Silver Valley Idaho

Some great words and a story from other authors about my favorite place on the planet: The notorious Silver Valley:

(I should run for Mayor of Kellogg)

"To the Old Dealers: In sympathy with their errors and admiration for their accomplishments."

Over 100 shafts have been sunk on ore-bearing veins in the Silver Valley since its discovery 120 years ago. Most played out, but a few paid out – and continue to do so. Fortunes were made and lost. The winners endowed chairs in places like the University of California and built mansions and skyscrapers up and down the West Coast; the losers repaired to their barstools to calculate their next play. In every real sense, the Silver Valley was, and remains, the Old West.

In 1900, Jim Wardner sold out his interest for $100.000.00 and went to Seattle, Washington. He purchased an island by the name of Eliza, imported black cats and went to the Seattle people and asked if he could have their stray black cats. They were overjoyed to get rid of the strays. He took them to the island, raised them and then he would kill them and took the hides and sold them to Easterners for $2.00 each. The Easterners were buying them like crazy and making fur coats and hats. Jim was doing a fantastic business because he called them "hood seal" fur. When the Seattle people found out he was feeding cats to cats, and that is known as "catabolism", they shut him down. Then he went to Fairhaven, Washington, started a banking business, water company and a logging company and then he built himself a castle. The castle still stands today and they've made a bed and breakfast out of it. He entrepreneured some more, lost his castle and his money. Then he went to Canada and started mining and logging and they named a town in Canada after him; Wardner, B.C.

For one hundred years, Kellogg was proud of it's Mining and Milling Heritage. Kellogg's Bunker Hill mine and smelter was known world wide as a leader in it's field. Then the unthinkable happened. Bunker Hill shut it's mine and smelter down, throwing thousands of men out of work.The town, wanting to change it's image, adopted an Alpine theme and built a gondola to the top of the Jack Ass Ski Bowl, renamed it Silver Mountain; changed Jack Ass Gulch to Jacob's Gulch, etc. etc. etc.But there are among us, people who believe that putting a duck in a chicken house and calling "chick-chick" will not change things. It is still a duck! It is still a chicken house.

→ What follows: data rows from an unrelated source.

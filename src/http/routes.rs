use std::net::SocketAddr;
use std::sync::Arc;
use std::time::Instant;

use anyhow::Context;
use axum::extract::{Query, State};
use axum::http::header::{HeaderName, AUTHORIZATION};
use axum::http::{HeaderMap, StatusCode};
use axum::response::{IntoResponse, Json, Response};
use axum::routing::{get, post};
use axum::Router;
use serde::{Deserialize, Serialize};

use crate::catalog::{ShotType, TempoCatalog};
use crate::engine::session::{SessionOptions, SessionSnapshot, SessionSummary};
use crate::engine::TrainingController;
use crate::error::{CatalogError, ErrorCode, SessionError};

use super::sse;

/// Shared application state for HTTP handlers.
#[derive(Clone)]
pub struct DebugHttpState {
    pub controller: Arc<TrainingController>,
    token: Arc<String>,
    started_at: Instant,
}

impl DebugHttpState {
    pub fn new(controller: Arc<TrainingController>, token: String) -> Self {
        Self {
            controller,
            token: Arc::new(token),
            started_at: Instant::now(),
        }
    }

    fn authorize(
        &self,
        headers: &HeaderMap,
        query_token: Option<&str>,
    ) -> Result<(), HttpServerError> {
        let provided = extract_token(headers, query_token);
        match provided {
            Some(value) if value == *self.token => Ok(()),
            _ => Err(HttpServerError::Unauthorized),
        }
    }
}

/// Query payload for extracting token from URL.
#[derive(Debug, Default, Deserialize)]
pub struct AuthQuery {
    pub token: Option<String>,
}

/// HTTP error variants mapped to JSON responses.
#[derive(Debug)]
pub enum HttpServerError {
    Unauthorized,
    BadRequest(String),
    NotFound(String),
    Unprocessable { code: i32, message: String },
    ServiceUnavailable { code: i32, message: String },
    Internal(String),
}

impl IntoResponse for HttpServerError {
    fn into_response(self) -> Response {
        let (status, code, message) = match self {
            Self::Unauthorized => (
                StatusCode::UNAUTHORIZED,
                None,
                "missing or invalid token".to_string(),
            ),
            Self::BadRequest(msg) => (StatusCode::BAD_REQUEST, None, msg),
            Self::NotFound(msg) => (StatusCode::NOT_FOUND, None, msg),
            Self::Unprocessable { code, message } => {
                (StatusCode::UNPROCESSABLE_ENTITY, Some(code), message)
            }
            Self::ServiceUnavailable { code, message } => {
                (StatusCode::SERVICE_UNAVAILABLE, Some(code), message)
            }
            Self::Internal(msg) => (StatusCode::INTERNAL_SERVER_ERROR, None, msg),
        };

        (
            status,
            Json(serde_json::json!({ "error": message, "code": code })),
        )
            .into_response()
    }
}

impl From<SessionError> for HttpServerError {
    fn from(err: SessionError) -> Self {
        match err {
            SessionError::InvalidTempo(_) => Self::Unprocessable {
                code: err.code(),
                message: err.message(),
            },
            SessionError::AudioDeviceUnavailable { .. } | SessionError::LockPoisoned { .. } => {
                Self::ServiceUnavailable {
                    code: err.code(),
                    message: err.message(),
                }
            }
        }
    }
}

impl From<CatalogError> for HttpServerError {
    fn from(err: CatalogError) -> Self {
        match err {
            CatalogError::Malformed { .. } => Self::Internal(err.message()),
            _ => Self::NotFound(err.message()),
        }
    }
}

/// Health endpoint response payload.
#[derive(Debug, Serialize)]
pub struct HealthResponse {
    pub status: &'static str,
    pub session_active: bool,
    pub uptime_ms: u64,
}

/// Body of `POST /session/start`.
///
/// Either names a catalog professional (`pro`) or gives an explicit tempo
/// (`bpm`, optional `ratio` defaulting to 3.0).
#[derive(Debug, Clone, Deserialize)]
pub struct StartRequest {
    pub shot_type: String,
    #[serde(default)]
    pub pro: Option<String>,
    #[serde(default)]
    pub bpm: Option<u32>,
    #[serde(default)]
    pub ratio: Option<f64>,
    #[serde(default = "default_analyze")]
    pub analyze_swings: bool,
}

fn default_analyze() -> bool {
    true
}

/// Response of `POST /session/stop`.
#[derive(Debug, Serialize)]
pub struct StopResponse {
    pub summary: Option<SessionSummary>,
}

/// Build the Axum router with all handlers.
pub fn build_router(state: DebugHttpState) -> Router {
    Router::new()
        .route("/health", get(health))
        .route("/catalog", get(catalog))
        .route("/session", get(session))
        .route("/session/stream", get(session_stream_handler))
        .route("/session/start", post(start_session))
        .route("/session/stop", post(stop_session))
        .with_state(state)
}

/// Run the HTTP server loop.
pub async fn run_http_server(state: DebugHttpState, addr: SocketAddr) -> anyhow::Result<()> {
    let listener = tokio::net::TcpListener::bind(addr)
        .await
        .context("binding debug HTTP listener")?;
    let router = build_router(state);
    axum::serve(listener, router)
        .await
        .context("serving debug HTTP router")?;
    Ok(())
}

pub async fn health(
    State(state): State<DebugHttpState>,
    Query(query): Query<AuthQuery>,
    headers: HeaderMap,
) -> Result<Json<HealthResponse>, HttpServerError> {
    state.authorize(&headers, query.token.as_deref())?;

    Ok(Json(HealthResponse {
        status: "ok",
        session_active: state.controller.is_active(),
        uptime_ms: state.started_at.elapsed().as_millis() as u64,
    }))
}

pub async fn catalog(
    State(state): State<DebugHttpState>,
    Query(query): Query<AuthQuery>,
    headers: HeaderMap,
) -> Result<Json<&'static TempoCatalog>, HttpServerError> {
    state.authorize(&headers, query.token.as_deref())?;
    Ok(Json(TempoCatalog::builtin()))
}

pub async fn session(
    State(state): State<DebugHttpState>,
    Query(query): Query<AuthQuery>,
    headers: HeaderMap,
) -> Result<Json<SessionSnapshot>, HttpServerError> {
    state.authorize(&headers, query.token.as_deref())?;
    Ok(Json(state.controller.snapshot()))
}

pub async fn session_stream_handler(
    State(state): State<DebugHttpState>,
    Query(query): Query<AuthQuery>,
    headers: HeaderMap,
) -> Result<sse::SessionStream, HttpServerError> {
    state.authorize(&headers, query.token.as_deref())?;
    Ok(sse::session_updates(&state.controller))
}

pub async fn start_session(
    State(state): State<DebugHttpState>,
    Query(query): Query<AuthQuery>,
    headers: HeaderMap,
    Json(request): Json<StartRequest>,
) -> Result<Json<SessionSnapshot>, HttpServerError> {
    state.authorize(&headers, query.token.as_deref())?;

    let shot_type: ShotType = request.shot_type.parse()?;
    let options = SessionOptions {
        analyze_swings: request.analyze_swings,
    };

    let controller = Arc::clone(&state.controller);
    // Starting may tear down a previous session and join its threads
    let outcome = match (request.bpm, request.pro) {
        (Some(bpm), pro) => {
            let ratio = request.ratio.unwrap_or(3.0);
            let name = pro.unwrap_or_else(|| "Custom".to_string());
            tokio::task::spawn_blocking(move || {
                controller.start_custom(shot_type, &name, bpm, ratio, options)
            })
            .await
        }
        (None, Some(pro)) => {
            let profile = TempoCatalog::builtin().profile(shot_type, &pro)?;
            tokio::task::spawn_blocking(move || controller.start_training(&profile, options))
                .await
        }
        (None, None) => {
            return Err(HttpServerError::BadRequest(
                "either pro or bpm must be provided".to_string(),
            ))
        }
    };

    outcome.map_err(|err| HttpServerError::Internal(err.to_string()))??;
    Ok(Json(state.controller.snapshot()))
}

pub async fn stop_session(
    State(state): State<DebugHttpState>,
    Query(query): Query<AuthQuery>,
    headers: HeaderMap,
) -> Result<Json<StopResponse>, HttpServerError> {
    state.authorize(&headers, query.token.as_deref())?;

    let controller = Arc::clone(&state.controller);
    let summary = tokio::task::spawn_blocking(move || controller.stop_training())
        .await
        .map_err(|err| HttpServerError::Internal(err.to_string()))?;
    Ok(Json(StopResponse { summary }))
}

fn extract_token(headers: &HeaderMap, query_token: Option<&str>) -> Option<String> {
    if let Some(token) = query_token {
        return Some(token.to_string());
    }

    static X_DEBUG_TOKEN: HeaderName = HeaderName::from_static("x-debug-token");

    headers
        .get(&X_DEBUG_TOKEN)
        .and_then(|value| value.to_str().ok())
        .map(|value| value.to_string())
        .or_else(|| {
            headers
                .get(AUTHORIZATION)
                .and_then(|value| value.to_str().ok())
                .and_then(|raw| raw.strip_prefix("Bearer ").map(|v| v.to_string()))
        })
}

#[cfg(all(test, feature = "debug_http"))]
mod tests {
    use super::*;
    use axum::body::{to_bytes, Body};
    use axum::http::{Request, StatusCode};
    use axum::response::Response;
    use serde_json::Value;
    use tokio::runtime::Handle;
    use tower::ServiceExt;

    use crate::config::AppConfig;
    use crate::preferences::MemoryPreferenceStore;
    use crate::testing::FakeBackend;

    const TOKEN: &str = "smoke-token";

    fn make_router() -> Router {
        let controller = Arc::new(TrainingController::new(
            Arc::new(FakeBackend::new(44_100)),
            AppConfig::default(),
            Arc::new(MemoryPreferenceStore::default()),
            Handle::current(),
        ));
        build_router(DebugHttpState::new(controller, TOKEN.to_string()))
    }

    async fn response_json(response: Response) -> (StatusCode, Value) {
        let status = response.status();
        let bytes = to_bytes(response.into_body(), usize::MAX)
            .await
            .expect("response body bytes");
        let json = serde_json::from_slice::<Value>(&bytes).expect("JSON body");
        (status, json)
    }

    fn post_json(uri: String, body: Value) -> Request<Body> {
        Request::builder()
            .method("POST")
            .uri(uri)
            .header("content-type", "application/json")
            .body(Body::from(body.to_string()))
            .expect("post request")
    }

    #[tokio::test]
    async fn health_requires_token() {
        let (status, json) = response_json(
            make_router()
                .oneshot(
                    Request::builder()
                        .uri("/health")
                        .body(Body::empty())
                        .expect("health request"),
                )
                .await
                .expect("health call"),
        )
        .await;

        assert_eq!(status, StatusCode::UNAUTHORIZED);
        assert_eq!(json["error"], "missing or invalid token");
    }

    #[tokio::test]
    async fn health_succeeds_with_bearer_token() {
        let (status, json) = response_json(
            make_router()
                .oneshot(
                    Request::builder()
                        .uri("/health")
                        .header("authorization", format!("Bearer {TOKEN}"))
                        .body(Body::empty())
                        .expect("health request"),
                )
                .await
                .expect("health call"),
        )
        .await;

        assert_eq!(status, StatusCode::OK);
        assert_eq!(json["status"], "ok");
        assert_eq!(json["session_active"], false);
    }

    #[tokio::test]
    async fn start_and_stop_catalog_session() {
        let router = make_router();

        let (status, json) = response_json(
            router
                .clone()
                .oneshot(post_json(
                    format!("/session/start?token={TOKEN}"),
                    serde_json::json!({
                        "shot_type": "putting",
                        "pro": "tiger woods",
                        "analyze_swings": false
                    }),
                ))
                .await
                .expect("start call"),
        )
        .await;
        assert_eq!(status, StatusCode::OK);
        assert_eq!(json["active"], true);
        assert_eq!(json["pro_name"], "Tiger Woods");
        assert_eq!(json["bpm"], 76);

        let (status, json) = response_json(
            router
                .oneshot(post_json(
                    format!("/session/stop?token={TOKEN}"),
                    serde_json::json!({}),
                ))
                .await
                .expect("stop call"),
        )
        .await;
        assert_eq!(status, StatusCode::OK);
        assert_eq!(json["summary"]["pro_name"], "Tiger Woods");
    }

    #[tokio::test]
    async fn unknown_pro_is_not_found() {
        let (status, _json) = response_json(
            make_router()
                .oneshot(post_json(
                    format!("/session/start?token={TOKEN}"),
                    serde_json::json!({ "shot_type": "long_game", "pro": "Nobody" }),
                ))
                .await
                .expect("start call"),
        )
        .await;
        assert_eq!(status, StatusCode::NOT_FOUND);
    }

    #[tokio::test]
    async fn invalid_tempo_is_unprocessable() {
        let (status, json) = response_json(
            make_router()
                .oneshot(post_json(
                    format!("/session/start?token={TOKEN}"),
                    serde_json::json!({ "shot_type": "long", "bpm": 0 }),
                ))
                .await
                .expect("start call"),
        )
        .await;
        assert_eq!(status, StatusCode::UNPROCESSABLE_ENTITY);
        assert_eq!(json["code"], 3001);
    }

    #[tokio::test]
    async fn unschedulable_ratio_is_unprocessable() {
        let (status, json) = response_json(
            make_router()
                .oneshot(post_json(
                    format!("/session/start?token={TOKEN}"),
                    serde_json::json!({ "shot_type": "long_game", "bpm": 1, "ratio": 1e20 }),
                ))
                .await
                .expect("start call"),
        )
        .await;
        assert_eq!(status, StatusCode::UNPROCESSABLE_ENTITY);
        assert_eq!(json["code"], 3001);
    }

    #[tokio::test]
    async fn idle_session_snapshot() {
        let (status, json) = response_json(
            make_router()
                .oneshot(
                    Request::builder()
                        .uri(format!("/session?token={TOKEN}"))
                        .body(Body::empty())
                        .expect("session request"),
                )
                .await
                .expect("session call"),
        )
        .await;
        assert_eq!(status, StatusCode::OK);
        assert_eq!(json["active"], false);
        assert_eq!(json["phase"], "Idle");
        assert_eq!(json["feedback"], "Waiting");
    }
}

Those vultures who were drawing chalk lines around the supposed corpse of the Silver Valley just a few years ago had better atone right now, either by the utterance of Hail Marys, or by singing a dozen full renditions of “O, Canada.”
Because 2006 was a year for the books in this venerable mining camp, it portends great things in 2007 for silver investors and silver junkies who know where the good stuff comes from.
Twenty-oh-six rang in with the liberation of the district's midsection by U.S. Silver Corp. from Coeur d'Alene Mines, and rang out with the acquisition by an upstart Canadian miner, Strategic Nevada Resouces, of the Crescent mine. In between, Canadians Aura Silver and Silverfields leased up chunks of ground on the western- and eastern-most flanks, respectively, of the camp.
Local miners New Jersey (NJMC) and Sterling (SRLM) advanced their goals – New Jersey by adding a leach circuit to produce dore at their mill instead of shipping concentrates all the way to Mexico; Sterling by poking more holes in the Sunshine mine's upper country, advancing the Sterling Tunnel, and by adding steadily to their work force, now over 30. Bunker Hill is thrumming along nicely, thanks for asking, and Hecla, well, that's a story in and of itself.